The number of enterocytes in mitosis on the villus, as determined by the positive reaction to the antibody Ki-67, reduces as the broilers age, thereby signalling cell differentiation and maturation of the villus (Willing and Van Kessel, 2009). Previous trials have already observed that, in contrast to mammals, birds usually maintain a certain number of enterocytes undergoing mitosis at the centre of the villus (Uni et al., 1998b). The proportion of enterocytes with a positive reaction, signifying the process of mitosis, in the present trial was lower than previously observed by other authors when a cyclin antibody (PCNA) was used (Geyra et al., 2001, Uni et al., 1998a). Although, a similar trend of a reduction in the concentration as birds age has been observed. This difference may be related to the antibody used to determine cells in mitosis, as previously research using PCNA antibody gave higher readings than that determined by Ki67 used in the present trial (Bologna-Molina et al., 2013). Antigen Ki-67 is a nuclear protein expressed in proliferating cells with maximum expression in G2 phase and during mitosis (Sobecki et al., 2016). PCNA, also known as cyclin is a protein that functions as a cofactor for DNA polymerase and increases rapidly in mid-G1, remaining elevated throughout the S-phase and decreases from G2 to G1 phase of the cell cycle (Uni et al., 1998b).

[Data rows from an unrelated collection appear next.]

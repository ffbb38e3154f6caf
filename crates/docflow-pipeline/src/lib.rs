//! DocFlow Pipeline
//!
//! Wires the classifier, the extractor dispatcher and the workflow mapper
//! into one document pipeline.
//!
//! # Architecture
//!
//! ```text
//! bytes → TextSource → text → Classifier → category ─┬→ ExtractorDispatcher → fields
//!                                                    └→ WorkflowMapper      → task intent
//! ```
//!
//! The pipeline itself holds no mutable state. Custom categories come from a
//! [`PipelineConfig`] at startup; replacing them later means building a new
//! pipeline and swapping it into a [`PipelineHandle`].
//!
//! # Example Usage
//!
//! ```
//! use docflow_pipeline::{DocumentPipeline, Utf8TextSource};
//!
//! let pipeline = DocumentPipeline::builtin();
//! let doc = pipeline
//!     .process_bytes(&Utf8TextSource::default(), b"Invoice No: A-17\nTotal: $90.00")
//!     .unwrap();
//!
//! assert_eq!(doc.classification.category().as_str(), "invoice");
//! assert_eq!(doc.task.task_type.as_deref(), Some("verify_invoice"));
//! ```

#![warn(missing_docs)]

mod config;
mod error;
mod mapper;
mod pipeline;
mod source;

pub use config::{CategoryConfig, KeywordEntry, PipelineConfig};
pub use error::PipelineError;
pub use mapper::WorkflowMapper;
pub use pipeline::{
    CategoryInfo, DocumentPipeline, DocumentStats, PipelineHandle, ProcessedDocument,
};
pub use source::{ExtractionError, Utf8TextSource, DEFAULT_MAX_INPUT_BYTES};
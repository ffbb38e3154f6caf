//! Field schema registry

use crate::{ExtractorError, GenericExtractor, InvoiceExtractor, LegalExtractor, ResumeExtractor};
use docflow_domain::{Category, FieldExtractor, FieldSchema};
use std::fmt;

static GENERIC: GenericExtractor = GenericExtractor;

/// Maps each category to the extractor declaring its fields
///
/// Registration happens once at startup; afterwards the registry is only
/// read. Categories without an entry resolve to [`GenericExtractor`].
pub struct FieldSchemaRegistry {
    extractors: Vec<Box<dyn FieldExtractor>>,
}

impl FieldSchemaRegistry {
    /// Create a registry with no category extractors
    pub fn empty() -> Self {
        Self {
            extractors: Vec::new(),
        }
    }

    /// Create a registry with the invoice, resume and legal extractors
    pub fn builtin() -> Self {
        Self {
            extractors: vec![
                Box::new(InvoiceExtractor),
                Box::new(ResumeExtractor),
                Box::new(LegalExtractor),
            ],
        }
    }

    /// Register an extractor for its category
    ///
    /// # Errors
    ///
    /// Fails for `unknown` and for a category that already has an extractor.
    pub fn register<E>(&mut self, extractor: E) -> Result<(), ExtractorError>
    where
        E: FieldExtractor + 'static,
    {
        let category = extractor.category();
        if category.is_unknown() {
            return Err(ExtractorError::ReservedCategory(category.to_string()));
        }
        if self.lookup(&category).is_some() {
            return Err(ExtractorError::DuplicateCategory(category.to_string()));
        }
        self.extractors.push(Box::new(extractor));
        Ok(())
    }

    /// Builder form of [`register`](Self::register)
    pub fn with_extractor<E>(mut self, extractor: E) -> Result<Self, ExtractorError>
    where
        E: FieldExtractor + 'static,
    {
        self.register(extractor)?;
        Ok(self)
    }

    /// Extractor registered for exactly this category
    pub fn lookup(&self, category: &Category) -> Option<&dyn FieldExtractor> {
        self.extractors
            .iter()
            .find(|e| e.category() == *category)
            .map(|e| &**e)
    }

    /// Extractor for this category, falling back to the generic one
    pub fn resolve(&self, category: &Category) -> &dyn FieldExtractor {
        self.lookup(category).unwrap_or(&GENERIC as &dyn FieldExtractor)
    }

    /// Declared fields of a category; empty when unregistered
    pub fn schema(&self, category: &Category) -> &[FieldSchema] {
        self.resolve(category).schema()
    }

    /// Categories with an extractor, in registration order
    pub fn categories(&self) -> Vec<Category> {
        self.extractors.iter().map(|e| e.category()).collect()
    }
}

impl Default for FieldSchemaRegistry {
    fn default() -> Self {
        Self::builtin()
    }
}

impl fmt::Debug for FieldSchemaRegistry {
    fn fmt(&self, f: &mut fmt::Formatter<'_>) -> fmt::Result {
        f.debug_struct("FieldSchemaRegistry")
            .field("categories", &self.categories())
            .finish()
    }
}
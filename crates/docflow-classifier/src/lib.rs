//! DocFlow Classifier
//!
//! Assigns a structural category to raw document text by weighted keyword
//! scoring.
//!
//! Every registered category owns a [`KeywordTable`]. A document's score for a
//! category is the sum, over the table's keywords, of `weight × occurrences`,
//! matched case-insensitively as plain substrings so that OCR and PDF
//! artifacts (missing spaces, broken words) still count. The highest score
//! wins; ties go to the category registered first; all-zero means `unknown`.
//!
//! New categories are added by registering another table. The scoring
//! algorithm does not change.
//!
//! # Examples
//!
//! ```
//! use docflow_classifier::{Classifier, KeywordTable};
//! use docflow_domain::Category;
//!
//! let classifier = Classifier::builtin()
//!     .with_table(KeywordTable::from_terms(
//!         Category::parse("receipt"),
//!         &[("receipt", 3), ("cashier", 1)],
//!     ))
//!     .unwrap();
//!
//! let result = classifier.classify("Invoice No: 42\nAmount due: $10");
//! assert_eq!(result.category(), &Category::Invoice);
//! ```

#![warn(missing_docs)]

mod classifier;
mod error;
mod keywords;

pub use classifier::Classifier;
pub use error::ClassifierError;
pub use keywords::{builtin_tables, Keyword, KeywordTable};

The number of enterocytes with positive reaction to the antibody Ki-67 on the villus did not change between hatch and d 4, but reduced afterwards at d 9 and 14. This effect may be related to the maturation process and the stimulus due to the inflammatory and protective response observed by the number of fused villus observed at younger ages. Betaine inclusion reduced the number of enterocytes with positive reaction at the villus and suggests that the inclusion of betaine may help the animal to overcome the challenge and speed up recovery after an inflammatory response and maintain organ function during this process.

Conclusion

Gut development and maturation is a key factor for animal performance during the pre-starter and starter phase. Transitory inflammatory responses during this period was observed and was reduced by the presence of betaine in the diet, suggesting that this damage may be related to a high concentration of non-absorbed nutrients in the lumen of the digestive tract. Betaine inclusion reduced the severity of this apparent inflammatory response and therefore supported an improvement in the absorptive area and villus height of the duodenum of birds up to d 14. The higher fibre diet increased feed intake and villus height, yet reduced pancreas relative weight, while not affecting body weight gain. This response was possibly due to a dilution effect of the fibre, reducing nutrient absorption and consequently stimulating villus growth to improve absorption rates. Betaine and insoluble fibre source can be used in diets for broilers between hatch and 14 d of age to stimulate gut development and reduce inflammation characteristics possibly caused by hyperosmotic solution in the lumen.

Conflicts of interest

All authors declare no conflicts of interest.